Today’s movement descends directly from the many earlier civil rights struggles against repeated injustices and race-based violence, including the killing of unarmed Black people. The posts in this series serve as a timeline of the uprising that began on May 26, 2020, the day after a Minneapolis police officer killed an unarmed Black man, George Floyd, by kneeling on his neck. The viral video of Floyd’s torturous suffocation brought unprecedented national awareness to the ongoing demand to truly make Black Lives Matter in this country.

The posts in this series focus on stories of the particular killings that have spurred the current uprising and on the protests taking place around the USA and across the globe. Sadly, thousands of people have lost their lives to systemic racial, gender, sexuality, judicial, and economic injustice. The few whose names are listed here represent the countless others lost before and since.
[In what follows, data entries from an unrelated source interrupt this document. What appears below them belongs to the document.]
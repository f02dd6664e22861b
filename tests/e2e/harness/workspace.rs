use anyhow::{Context, Result};
use privmap_core::Store;
use std::fs::{self, OpenOptions};
use std::io::Write;
use std::path::{Path, PathBuf};
use tempfile::TempDir;

/// Isolated scratch space: a host tree to collect from and a staging directory.
pub struct TestWorkspace {
    dir: TempDir,
}

impl TestWorkspace {
    /// Create an empty workspace
    pub fn empty() -> Result<Self> {
        let dir = TempDir::new().context("Failed to create temp directory")?;
        fs::create_dir_all(dir.path().join("host"))?;
        fs::create_dir_all(dir.path().join("staging"))?;
        Ok(Self { dir })
    }

    /// Workspace root
    pub fn path(&self) -> &Path {
        self.dir.path()
    }

    /// Root of the fake host filesystem
    pub fn host_root(&self) -> PathBuf {
        self.path().join("host")
    }

    /// Staging directory
    pub fn staging_dir(&self) -> PathBuf {
        self.path().join("staging")
    }

    /// Write a file under the host root, creating parents
    pub fn write_host_file(&self, path: &str, content: &[u8]) -> Result<()> {
        let full_path = self.host_root().join(path);
        if let Some(parent) = full_path.parent() {
            fs::create_dir_all(parent)
                .with_context(|| format!("Failed to create directories for {}", path))?;
        }
        fs::write(&full_path, content)
            .with_context(|| format!("Failed to write file: {}", path))?;
        Ok(())
    }

    /// Append raw bytes to a staging store, bypassing the writer
    pub fn append_raw(&self, store: Store, bytes: &[u8]) -> Result<()> {
        let path = self.staging_dir().join(store.file_name());
        let mut file = OpenOptions::new()
            .create(true)
            .append(true)
            .open(&path)
            .with_context(|| format!("Failed to open {}", path.display()))?;
        file.write_all(bytes)?;
        Ok(())
    }
}
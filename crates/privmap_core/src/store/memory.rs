//! In-process graph that interprets statements directly.
//!
//! Used for offline processing and for tests. Uniqueness constraints are
//! enforced the way a server enforces them: only once declared, and a
//! violating `CreateNodes` fails as a whole.

use super::{GraphClient, JoinSpec, LinkSpec, RunSummary, Statement, WriteTransaction};
use crate::content_id::ContentId;
use crate::error::StoreError;
use crate::graph::{self, AdjacencyList, GraphPath, TraversalConfig};
use crate::types::EdgeKind;
use parking_lot::{Mutex, MutexGuard};
use std::collections::{BTreeMap, BTreeSet, HashMap};

type SchemaKey = (String, String);
type Edge = (usize, EdgeKind, usize);

#[derive(Debug, Clone)]
struct StoredNode {
    labels: Vec<&'static str>,
    props: BTreeMap<String, String>,
}

impl StoredNode {
    fn has_label(&self, label: &str) -> bool {
        self.labels.iter().any(|l| *l == label)
    }

    fn nid(&self) -> Option<ContentId> {
        self.props
            .get("nid")
            .and_then(|hex| ContentId::from_hex(hex).ok())
    }
}

#[derive(Debug, Clone, Default)]
struct GraphState {
    nodes: Vec<StoredNode>,
    edges: BTreeSet<Edge>,
    indexes: BTreeSet<SchemaKey>,
    /// Declared constraints and the values they have seen.
    unique: BTreeMap<SchemaKey, HashMap<String, usize>>,
}

/// Inverse of one applied change.
enum Undo {
    NodesFrom(usize),
    Edge(Edge),
    Constraint(SchemaKey),
    Index(SchemaKey),
    Restore(Box<GraphState>),
}

/// Read-only view of one node.
#[derive(Debug, Clone, PartialEq, Eq)]
pub struct NodeView {
    /// Labels, primary first.
    pub labels: Vec<&'static str>,
    /// Properties.
    pub props: BTreeMap<String, String>,
}

impl NodeView {
    /// The node's primary key.
    pub fn nid(&self) -> Option<ContentId> {
        self.props
            .get("nid")
            .and_then(|hex| ContentId::from_hex(hex).ok())
    }
}

/// Graph held in memory.
///
/// One write transaction at a time; `begin` blocks while another is open.
///
/// # Examples
///
/// ```
/// use privmap_core::store::{execute, MemoryGraph, Statement};
///
/// let graph = MemoryGraph::new();
/// execute(&graph, &Statement::UniqueConstraint { label: "Exe", property: "nid" }).unwrap();
/// assert_eq!(graph.constraint_count(), 1);
/// ```
#[derive(Debug, Default)]
pub struct MemoryGraph {
    state: Mutex<GraphState>,
}

impl MemoryGraph {
    /// Creates an empty graph.
    pub fn new() -> Self {
        Self::default()
    }

    /// Number of nodes.
    pub fn node_count(&self) -> usize {
        self.state.lock().nodes.len()
    }

    /// Number of relationships.
    pub fn edge_count(&self) -> usize {
        self.state.lock().edges.len()
    }

    /// Number of declared uniqueness constraints.
    pub fn constraint_count(&self) -> usize {
        self.state.lock().unique.len()
    }

    /// Number of declared indexes.
    pub fn index_count(&self) -> usize {
        self.state.lock().indexes.len()
    }

    /// Nodes carrying `label`.
    pub fn count_label(&self, label: &str) -> usize {
        self.state
            .lock()
            .nodes
            .iter()
            .filter(|n| n.has_label(label))
            .count()
    }

    /// Relationships of `kind`.
    pub fn count_edges(&self, kind: EdgeKind) -> usize {
        self.state
            .lock()
            .edges
            .iter()
            .filter(|(_, k, _)| *k == kind)
            .count()
    }

    /// First node with `label` whose `property` equals `value`.
    pub fn find(&self, label: &str, property: &str, value: &str) -> Option<NodeView> {
        let state = self.state.lock();
        state
            .nodes
            .iter()
            .find(|n| n.has_label(label) && n.props.get(property).map(String::as_str) == Some(value))
            .map(|n| NodeView {
                labels: n.labels.clone(),
                props: n.props.clone(),
            })
    }

    /// Relationship kinds from node `from` to node `to` (by nid).
    pub fn edges_between(&self, from: ContentId, to: ContentId) -> Vec<EdgeKind> {
        let state = self.state.lock();
        let by_nid = nid_index(&state);
        let (Some(a), Some(b)) = (by_nid.get(&from), by_nid.get(&to)) else {
            return Vec::new();
        };
        state
            .edges
            .iter()
            .filter(|(f, _, t)| f == a && t == b)
            .map(|(_, k, _)| *k)
            .collect()
    }

    /// Snapshot of the graph as an adjacency list keyed by nid.
    pub fn adjacency(&self) -> AdjacencyList {
        let state = self.state.lock();
        let nids: Vec<Option<ContentId>> = state.nodes.iter().map(StoredNode::nid).collect();
        let mut adj = AdjacencyList::from_edges(state.edges.iter().filter_map(|(f, k, t)| {
            Some((nids[*f]?, *k, nids[*t]?))
        }));
        for nid in nids.into_iter().flatten() {
            adj.add_node(nid);
        }
        adj
    }

    /// Privilege paths from one node to another, shortest first.
    pub fn paths_between(
        &self,
        from: ContentId,
        to: ContentId,
        config: &TraversalConfig,
    ) -> Vec<GraphPath> {
        graph::paths_between(&self.adjacency(), from, to, config)
    }

    /// Display label per node: `Label: path-or-name`.
    pub fn display_labels(&self) -> HashMap<ContentId, String> {
        let state = self.state.lock();
        state
            .nodes
            .iter()
            .filter_map(|n| {
                let nid = n.nid()?;
                let primary = n.labels.first().copied().unwrap_or("Node");
                let text = n
                    .props
                    .get("path")
                    .or_else(|| n.props.get("name"))
                    .cloned()
                    .unwrap_or_else(|| nid.as_hex()[..12].to_string());
                Some((nid, format!("{}: {}", primary, text)))
            })
            .collect()
    }

    /// Renders the whole graph as Graphviz DOT.
    pub fn to_dot(&self) -> String {
        graph::adjacency_to_dot(&self.adjacency(), &self.display_labels())
    }
}

impl GraphClient for MemoryGraph {
    fn begin(&self) -> Result<Box<dyn WriteTransaction + '_>, StoreError> {
        Ok(Box::new(MemoryTxn {
            state: self.state.lock(),
            undo: Vec::new(),
            open: true,
        }))
    }

    fn describe(&self) -> String {
        "memory".to_string()
    }
}

fn nid_index(state: &GraphState) -> HashMap<ContentId, usize> {
    state
        .nodes
        .iter()
        .enumerate()
        .filter_map(|(i, n)| Some((n.nid()?, i)))
        .collect()
}

struct MemoryTxn<'g> {
    state: MutexGuard<'g, GraphState>,
    undo: Vec<Undo>,
    open: bool,
}

impl MemoryTxn<'_> {
    fn create_nodes(&mut self, rows: &[crate::record::NodeSpec]) -> Result<RunSummary, StoreError> {
        if rows.is_empty() {
            return Ok(RunSummary::default());
        }

        // Validate the whole batch before touching anything.
        let mut pending: BTreeMap<&SchemaKey, Vec<&str>> = BTreeMap::new();
        for row in rows {
            for (key, seen) in &self.state.unique {
                let (label, property) = key;
                if !row.kind.labels().contains(&label.as_str()) {
                    continue;
                }
                let Some(value) = row.props.get(property) else {
                    continue;
                };
                let batch = pending.entry(key).or_default();
                if seen.contains_key(value) || batch.contains(&value.as_str()) {
                    return Err(StoreError::ConstraintViolation(format!(
                        "Node already exists with label `{}` and property `{}` = '{}'",
                        label, property, value
                    )));
                }
                batch.push(value);
            }
        }

        let start = self.state.nodes.len();
        for (offset, row) in rows.iter().enumerate() {
            let index = start + offset;
            for ((label, property), seen) in self.state.unique.iter_mut() {
                if row.kind.labels().contains(&label.as_str()) {
                    if let Some(value) = row.props.get(property) {
                        seen.insert(value.clone(), index);
                    }
                }
            }
            self.state.nodes.push(StoredNode {
                labels: row.kind.labels().to_vec(),
                props: row.props.clone(),
            });
        }
        self.undo.push(Undo::NodesFrom(start));
        Ok(RunSummary {
            nodes_created: rows.len() as u64,
            relationships_created: 0,
        })
    }

    fn add_constraint(&mut self, label: &str, property: &str) -> Result<RunSummary, StoreError> {
        let key = (label.to_string(), property.to_string());
        if self.state.unique.contains_key(&key) {
            return Err(StoreError::SchemaAlreadyExists(format!(
                "constraint on :{}({}) already exists",
                label, property
            )));
        }
        let mut seen = HashMap::new();
        for (i, node) in self.state.nodes.iter().enumerate() {
            if !node.has_label(label) {
                continue;
            }
            if let Some(value) = node.props.get(property) {
                if seen.insert(value.clone(), i).is_some() {
                    return Err(StoreError::ConstraintViolation(format!(
                        "existing nodes share :{}({}) = '{}'",
                        label, property, value
                    )));
                }
            }
        }
        self.state.unique.insert(key.clone(), seen);
        self.undo.push(Undo::Constraint(key));
        Ok(RunSummary::default())
    }

    fn add_index(&mut self, label: &str, property: &str) -> Result<RunSummary, StoreError> {
        let key = (label.to_string(), property.to_string());
        if !self.state.indexes.insert(key.clone()) {
            return Err(StoreError::SchemaAlreadyExists(format!(
                "index on :{}({}) already exists",
                label, property
            )));
        }
        self.undo.push(Undo::Index(key));
        Ok(RunSummary::default())
    }

    fn merge_edge(&mut self, edge: Edge) -> u64 {
        if self.state.edges.insert(edge) {
            self.undo.push(Undo::Edge(edge));
            1
        } else {
            0
        }
    }

    fn join(&mut self, join: &JoinSpec) -> RunSummary {
        let mut sources: HashMap<String, Vec<usize>> = HashMap::new();
        for (i, node) in self.state.nodes.iter().enumerate() {
            if node.has_label(join.from.label) {
                if let Some(value) = node.props.get(join.from.property) {
                    sources.entry(value.clone()).or_default().push(i);
                }
            }
        }

        let mut new_edges = Vec::new();
        for (i, node) in self.state.nodes.iter().enumerate() {
            if !node.has_label(join.to.label) {
                continue;
            }
            let Some(value) = node.props.get(join.to.property) else {
                continue;
            };
            for &source in sources.get(value).into_iter().flatten() {
                new_edges.push((source, join.edge, i));
            }
        }

        let created = new_edges.into_iter().map(|e| self.merge_edge(e)).sum();
        RunSummary {
            nodes_created: 0,
            relationships_created: created,
        }
    }

    fn link(&mut self, link: &LinkSpec) -> RunSummary {
        let mut from = HashMap::new();
        let mut to = HashMap::new();
        for (i, node) in self.state.nodes.iter().enumerate() {
            let Some(nid) = node.nid() else { continue };
            if node.has_label(link.from_label) {
                from.insert(nid, i);
            }
            if node.has_label(link.to_label) {
                to.insert(nid, i);
            }
        }

        let edges: Vec<Edge> = link
            .pairs
            .iter()
            .filter_map(|(a, b)| Some((*from.get(a)?, link.edge, *to.get(b)?)))
            .collect();
        let created = edges.into_iter().map(|e| self.merge_edge(e)).sum();
        RunSummary {
            nodes_created: 0,
            relationships_created: created,
        }
    }

    fn replace(&mut self, next: GraphState) {
        let previous = std::mem::replace(&mut *self.state, next);
        self.undo.push(Undo::Restore(Box::new(previous)));
    }

    fn undo_all(&mut self) {
        while let Some(undo) = self.undo.pop() {
            match undo {
                Undo::NodesFrom(start) => {
                    self.state.nodes.truncate(start);
                    for seen in self.state.unique.values_mut() {
                        seen.retain(|_, index| *index < start);
                    }
                }
                Undo::Edge(edge) => {
                    self.state.edges.remove(&edge);
                }
                Undo::Constraint(key) => {
                    self.state.unique.remove(&key);
                }
                Undo::Index(key) => {
                    self.state.indexes.remove(&key);
                }
                Undo::Restore(previous) => {
                    *self.state = *previous;
                }
            }
        }
    }
}

impl WriteTransaction for MemoryTxn<'_> {
    fn run(&mut self, statement: &Statement) -> Result<RunSummary, StoreError> {
        match statement {
            Statement::UniqueConstraint { label, property } => self.add_constraint(label, property),
            Statement::Index { label, property } => self.add_index(label, property),
            Statement::CreateNodes { rows, .. } => self.create_nodes(rows),
            Statement::Join(join) => Ok(self.join(join)),
            Statement::Link(link) => Ok(self.link(link)),
            Statement::DeleteAll { .. } => {
                let next = GraphState {
                    indexes: self.state.indexes.clone(),
                    unique: self
                        .state
                        .unique
                        .keys()
                        .map(|k| (k.clone(), HashMap::new()))
                        .collect(),
                    ..GraphState::default()
                };
                self.replace(next);
                Ok(RunSummary::default())
            }
            Statement::DropSchema => {
                let next = GraphState {
                    nodes: self.state.nodes.clone(),
                    edges: self.state.edges.clone(),
                    ..GraphState::default()
                };
                self.replace(next);
                Ok(RunSummary::default())
            }
        }
    }

    fn commit(mut self: Box<Self>) -> Result<(), StoreError> {
        self.undo.clear();
        self.open = false;
        Ok(())
    }

    fn rollback(mut self: Box<Self>) -> Result<(), StoreError> {
        self.undo_all();
        self.open = false;
        Ok(())
    }
}

impl Drop for MemoryTxn<'_> {
    fn drop(&mut self) {
        if self.open {
            self.undo_all();
        }
    }
}
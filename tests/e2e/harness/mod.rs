//! E2E test harness for privmap.
//!
//! This module contains test infrastructure with intentionally unused builders,
//! variants, and methods that will be used as more e2e scenarios are written.

#![allow(dead_code)]

pub mod assertions;
pub mod runner;
pub mod scenario;
pub mod steps;
pub mod workspace;

// Re-export commonly used types
pub use assertions::{Assertion, Node};
pub use scenario::Scenario;
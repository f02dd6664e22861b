//! Filesystem universe: parallel directory walks.

use super::{Collector, ImageInfo};
use crate::content_id::ContentId;
use crate::error::{PrivmapError, Result};
use crate::normalize;
use crate::record::{DependencyRecord, LinkRecord};
use crate::staging::Store;
use crate::types::{LinkKind, NodeKind};
use std::collections::HashSet;
use std::fs;
use std::path::{Path, PathBuf};
use tracing::{debug, error, info};
use walkdir::WalkDir;

/// One unit of work for the pool.
enum Task {
    /// Files sitting directly in a root.
    RootFiles(Vec<PathBuf>),
    /// A top-level directory walked recursively.
    Subtree(PathBuf),
}

/// Walks every configured root on a pool of `workers` threads.
///
/// Each top-level directory of a root is one task; files directly in a
/// root form one more.
pub(super) fn walk(c: &Collector<'_>) -> Result<()> {
    let pool = rayon::ThreadPoolBuilder::new()
        .num_threads(c.options.workers.max(1))
        .thread_name(|i| format!("collector-{i}"))
        .build()
        .map_err(|e| PrivmapError::Enumeration {
            universe: "filesystem".to_string(),
            reason: e.to_string(),
        })?;

    let mut tasks = Vec::new();
    for root in &c.options.roots {
        match partition(root) {
            Ok(mut root_tasks) => tasks.append(&mut root_tasks),
            Err(e) => error!(root = %root.display(), error = %e, "cannot read root, skipping"),
        }
    }
    info!(tasks = tasks.len(), "filesystem walk partitioned");

    pool.scope(|s| {
        for task in tasks {
            s.spawn(move |_| match task {
                Task::RootFiles(files) => {
                    for file in files {
                        visit_file(c, &file);
                    }
                }
                Task::Subtree(dir) => walk_subtree(c, &dir),
            });
        }
    });
    Ok(())
}

fn partition(root: &Path) -> std::io::Result<Vec<Task>> {
    let mut files = Vec::new();
    let mut tasks = Vec::new();
    for entry in fs::read_dir(root)? {
        let entry = entry?;
        let file_type = entry.file_type()?;
        if file_type.is_dir() {
            tasks.push(Task::Subtree(entry.path()));
        } else if file_type.is_file() {
            files.push(entry.path());
        }
    }
    if !files.is_empty() {
        tasks.push(Task::RootFiles(files));
    }
    Ok(tasks)
}

fn walk_subtree(c: &Collector<'_>, dir: &Path) {
    let walker = WalkDir::new(dir).follow_links(c.options.follow_links);
    for entry in walker {
        match entry {
            Ok(entry) if entry.file_type().is_file() => visit_file(c, entry.path()),
            Ok(_) => {}
            Err(e) => {
                let what = e
                    .path()
                    .map(|p| p.display().to_string())
                    .unwrap_or_else(|| dir.display().to_string());
                c.skip(&what, e);
            }
        }
    }
}

fn visit_file(c: &Collector<'_>, fs_path: &Path) {
    if let Err(e) = stage_file(c, fs_path) {
        c.skip(&fs_path.display().to_string(), e);
    }
}

/// Stages an executable or library, its directory chain, and its links.
fn stage_file(c: &Collector<'_>, fs_path: &Path) -> Result<()> {
    let path = normalize::normalize_path(&fs_path.to_string_lossy());
    let Some(kind) = c.options.classify(&path) else {
        return Ok(());
    };
    c.count_examined();

    let nid = c.ident.identify(&path);
    if !c.staged.try_claim(kind, nid) {
        debug!(path, "already staged");
        return Ok(());
    }

    if let (Some(parent), Some(parent_fs)) = (normalize::parent_of(&path), fs_path.parent()) {
        c.stage_directory(&parent, parent_fs)?;
    }

    let info = c.parser.parse(fs_path).unwrap_or_else(|e| {
        debug!(path, error = %e, "image not parsed");
        ImageInfo::default()
    });

    c.stage_securable(kind, &path, fs_path, nid, info.imphash.clone())?;
    stage_links(c, nid, &info)
}

fn stage_links(c: &Collector<'_>, file: ContentId, info: &ImageInfo) -> Result<()> {
    let mut seen = HashSet::new();
    let links = info
        .imports
        .iter()
        .map(|s| (LinkKind::Import, s))
        .chain(info.forwards.iter().map(|s| (LinkKind::Forward, s)));

    for (link, symbol) in links {
        let name = normalize::normalize_name(symbol);
        if name.is_empty() {
            continue;
        }
        let dependency = c.ident.identify(&name);
        if !seen.insert((link, dependency)) {
            continue;
        }
        if c.staged.try_claim(NodeKind::Dependency, dependency) {
            c.staging
                .append(Store::Deps, &DependencyRecord { nid: dependency, name })?;
        }
        c.staging.append(
            Store::Imports,
            &LinkRecord {
                file,
                kind: link,
                dependency,
            },
        )?;
    }
    Ok(())
}
mod collection;
mod end_to_end;
mod load_semantics;
//! Canonical forms for paths and names.
//!
//! Every identity string goes through here before it is hashed or staged,
//! so that `C:\Tools\A.exe`, `"c:/tools/a.exe"` and `%SystemDrive%\tools\a.exe`
//! all land on the same node. Normalization happens before writing, never
//! after.

use std::path::PathBuf;

/// Canonical name of the local SYSTEM account.
pub const SYSTEM: &str = r"nt authority\system";

/// Normalizes a filesystem path using the process environment for
/// `%VAR%` expansion.
///
/// # Examples
///
/// ```
/// use privmap_core::normalize::normalize_path;
///
/// assert_eq!(normalize_path(r#""C:\Tools\A.EXE""#), "c:/tools/a.exe");
/// assert_eq!(normalize_path("c:/tools/"), "c:/tools");
/// assert_eq!(normalize_path("C:\\"), "c:/");
/// ```
pub fn normalize_path(raw: &str) -> String {
    normalize_path_with(raw, |name| std::env::var(name).ok())
}

/// Normalizes a filesystem path with an explicit environment lookup.
///
/// Steps: strip surrounding quotes and whitespace, expand a leading
/// `%VAR%\` prefix, unify separators to `/`, lowercase, drop a trailing
/// separator unless the path is a root.
pub fn normalize_path_with<F>(raw: &str, lookup: F) -> String
where
    F: Fn(&str) -> Option<String>,
{
    let unquoted = strip_quotes(raw);
    let expanded = expand_env(unquoted, &lookup);
    let unified = expanded.replace('\\', "/").to_lowercase();
    tidy(&unified, true)
}

/// Resolves a raw path to where it lives on this host's filesystem.
///
/// Quotes are stripped and a leading `%VAR%\` is expanded from the process
/// environment, like [`normalize_path`], but case is kept. On hosts whose
/// separator is `/`, backslashes are converted.
pub fn fs_path(raw: &str) -> PathBuf {
    fs_path_with(raw, |name| std::env::var(name).ok())
}

/// [`fs_path`] with an explicit environment lookup.
pub fn fs_path_with<F>(raw: &str, lookup: F) -> PathBuf
where
    F: Fn(&str) -> Option<String>,
{
    let expanded = expand_env(strip_quotes(raw), &lookup);
    if std::path::MAIN_SEPARATOR == '/' {
        PathBuf::from(expanded.replace('\\', "/"))
    } else {
        PathBuf::from(expanded.into_owned())
    }
}

/// Normalizes a principal, runner, or symbol name.
///
/// Names keep their `domain\user` separator; only quoting, surrounding
/// whitespace, and case are normalized.
pub fn normalize_name(raw: &str) -> String {
    tidy(&strip_quotes(raw).to_lowercase(), false)
}

/// Normalizes a principal name and folds well-known aliases of the
/// built-in service accounts onto one spelling.
///
/// # Examples
///
/// ```
/// use privmap_core::normalize::canonical_principal;
///
/// assert_eq!(canonical_principal("LocalSystem"), r"nt authority\system");
/// assert_eq!(canonical_principal(r"NT AUTHORITY\SYSTEM"), r"nt authority\system");
/// assert_eq!(canonical_principal(r"CORP\alice"), r"corp\alice");
/// ```
pub fn canonical_principal(raw: &str) -> String {
    let name = normalize_name(raw);
    match name.as_str() {
        "system" | "localsystem" | r".\localsystem" | r"nt authority\localsystem" => {
            SYSTEM.to_string()
        }
        "localservice" | "local service" | r"nt authority\localservice" => {
            r"nt authority\local service".to_string()
        }
        "networkservice" | "network service" | r"nt authority\networkservice" => {
            r"nt authority\network service".to_string()
        }
        _ => name,
    }
}

/// Last component of a normalized path.
pub fn file_name(path: &str) -> &str {
    match path.rfind('/') {
        Some(i) if i + 1 < path.len() => &path[i + 1..],
        _ => path,
    }
}

/// Parent directory of a normalized path.
///
/// Returns `None` for roots (`c:/`, `/`) and for bare names.
///
/// # Examples
///
/// ```
/// use privmap_core::normalize::parent_of;
///
/// assert_eq!(parent_of("c:/tools/a.exe").as_deref(), Some("c:/tools"));
/// assert_eq!(parent_of("c:/tools").as_deref(), Some("c:/"));
/// assert_eq!(parent_of("c:/"), None);
/// ```
pub fn parent_of(path: &str) -> Option<String> {
    if is_root(path) {
        return None;
    }
    let idx = path.rfind('/')?;
    let head = &path[..idx];
    if head.is_empty() {
        return Some("/".to_string());
    }
    if head.len() == 2 && head.ends_with(':') {
        return Some(format!("{}/", head));
    }
    Some(head.to_string())
}

/// Splits a service or task command line into (executable, arguments).
///
/// Handles quoted executables, unquoted paths containing spaces that end in
/// `.exe`, and plain `prog arg arg` forms.
///
/// # Examples
///
/// ```
/// use privmap_core::normalize::split_command_line;
///
/// let (exe, args) = split_command_line(r"C:\Program Files\Svc\svc.exe -k netsvcs");
/// assert_eq!(exe, r"C:\Program Files\Svc\svc.exe");
/// assert_eq!(args, "-k netsvcs");
/// ```
pub fn split_command_line(cmd: &str) -> (String, String) {
    let cmd = cmd.trim();
    if let Some(rest) = cmd.strip_prefix('"') {
        return match rest.find('"') {
            Some(end) => (rest[..end].to_string(), rest[end + 1..].trim().to_string()),
            None => (rest.to_string(), String::new()),
        };
    }

    let lower = cmd.to_ascii_lowercase();
    let mut search_from = 0;
    while let Some(pos) = lower[search_from..].find(".exe") {
        let end = search_from + pos + 4;
        let at_boundary = lower[end..]
            .chars()
            .next()
            .map_or(true, char::is_whitespace);
        if at_boundary {
            return (cmd[..end].to_string(), cmd[end..].trim().to_string());
        }
        search_from = end;
    }

    match cmd.split_once(char::is_whitespace) {
        Some((exe, args)) => (exe.to_string(), args.trim().to_string()),
        None => (cmd.to_string(), String::new()),
    }
}

fn strip_quotes(raw: &str) -> &str {
    raw.trim().trim_matches('"').trim()
}

/// Expands a leading `%NAME%` when it is followed by a backslash.
///
/// Normalized paths never contain backslashes, so a second pass never
/// expands again.
fn expand_env<'a, F>(path: &'a str, lookup: &F) -> std::borrow::Cow<'a, str>
where
    F: Fn(&str) -> Option<String>,
{
    let Some(rest) = path.strip_prefix('%') else {
        return path.into();
    };
    let Some(end) = rest.find('%') else {
        return path.into();
    };
    let (name, remainder) = (&rest[..end], &rest[end + 1..]);
    if !remainder.starts_with('\\') {
        return path.into();
    }
    match lookup(name) {
        Some(value) => format!("{}{}", value, remainder).into(),
        None => path.into(),
    }
}

/// Trims quotes, whitespace and (for paths) a trailing separator until the
/// string stops changing.
fn tidy(s: &str, is_path: bool) -> String {
    let mut current = s;
    loop {
        let mut next = current.trim().trim_matches('"').trim();
        if is_path && next.len() > 1 && next.ends_with('/') && !is_root(next) {
            next = &next[..next.len() - 1];
        }
        if next.len() == current.len() {
            return next.to_string();
        }
        current = next;
    }
}

fn is_root(path: &str) -> bool {
    path == "/" || (path.len() == 3 && path.ends_with(":/"))
}
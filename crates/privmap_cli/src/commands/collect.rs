//! Collection command.

use super::{load_config, spinner};
use anyhow::{Context, Result};
use console::style;
use privmap_core::collect::{AccessResolver, JsonInventory, NoImageParser};
use std::path::{Path, PathBuf};

/// Walk the configured roots and inventory into a staging directory.
pub fn run(
    config_path: &Path,
    out: &Path,
    roots: Vec<PathBuf>,
    inventory: Option<PathBuf>,
    workers: Option<usize>,
) -> Result<()> {
    let config = load_config(config_path)?;
    let ident = config.identifier()?;

    let mut options = config.collect_options();
    if !roots.is_empty() {
        options.roots = roots;
    }
    if let Some(workers) = workers {
        options.workers = workers.max(1);
    }

    let inventory = match inventory.or_else(|| config.collect.inventory.clone()) {
        Some(path) => JsonInventory::load(&path)
            .with_context(|| format!("reading inventory {}", path.display()))?,
        None => JsonInventory::default(),
    };
    let access = access_resolver();

    let pb = spinner("Collecting...");
    let (manifest, report) = privmap_core::collect(
        out,
        &ident,
        &options,
        &inventory,
        access.as_ref(),
        &NoImageParser,
    )
    .with_context(|| format!("collecting into {}", out.display()))?;
    pb.finish_and_clear();

    println!(
        "{} Staged into {} (run {})",
        style("✓").green(),
        style(out.display()).cyan(),
        manifest.run_id
    );
    for (store, count) in &manifest.counts {
        println!("  {:<16} {}", store, style(count).cyan());
    }
    println!("  Examined:        {}", report.examined);
    if report.skipped > 0 {
        println!("  Skipped:         {}", style(report.skipped).yellow());
    }
    for universe in &report.failed_universes {
        println!("  {} {} could not be enumerated", style("⚠").yellow(), universe);
    }
    Ok(())
}

#[cfg(unix)]
fn access_resolver() -> Box<dyn AccessResolver> {
    Box::new(privmap_core::collect::PosixAccessResolver::new())
}

#[cfg(not(unix))]
fn access_resolver() -> Box<dyn AccessResolver> {
    Box::new(privmap_core::collect::NoAccessResolver)
}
Likewise, we can report but a few of the countless demonstrations for justice now taking place in our major cities, small towns, and suburbs.

To view the entire series of Rising Up for Justice! posts, insert “rising up” in the search bar above.

Portland sees peaceful night of protests following withdrawal of federal agents

By Chris McGreal in Portland, theGuardian.com

July 31, 2020

Thursday night’s protest passed off without major incident or intervention by the police in the absence of federal officers

The withdrawal of federal agents from frontline policing of demonstrations in downtown Portland significantly reduced tensions in the city overnight.

Protesters in support of Black Lives Matter once again rallied near the federal courthouse that became a flashpoint, and the scene of nightly battles amid the swirl of teargas, after Donald Trump dispatched agents to end what he called anarchy in the city after weeks of demonstrations.

But in the absence of the federal officers, Thursday night’s protest passed off without major incident or intervention by the police.


People attend a protest against racial inequality and police violence in Portland, Oregon, on Thursday. Photograph: Caitlin Ochs/Reuters

On Wednesday, Oregon’s governor, Kate Brown, agreed with the White House that the state police would take over responsibility for guarding the courthouse after weeks of escalating protests. She said that “Trump’s troops” were behaving like an occupying army in Portland and provoking unrest with heavy-handed tactics.

In contrast, the state troopers did not intervene even when the scale of the protest on Thursday night passed the point, as demonstrators shook the fence around the courthouse, at which in early demonstrations the federal agents generally fired teargas, stun grenades and baton rounds.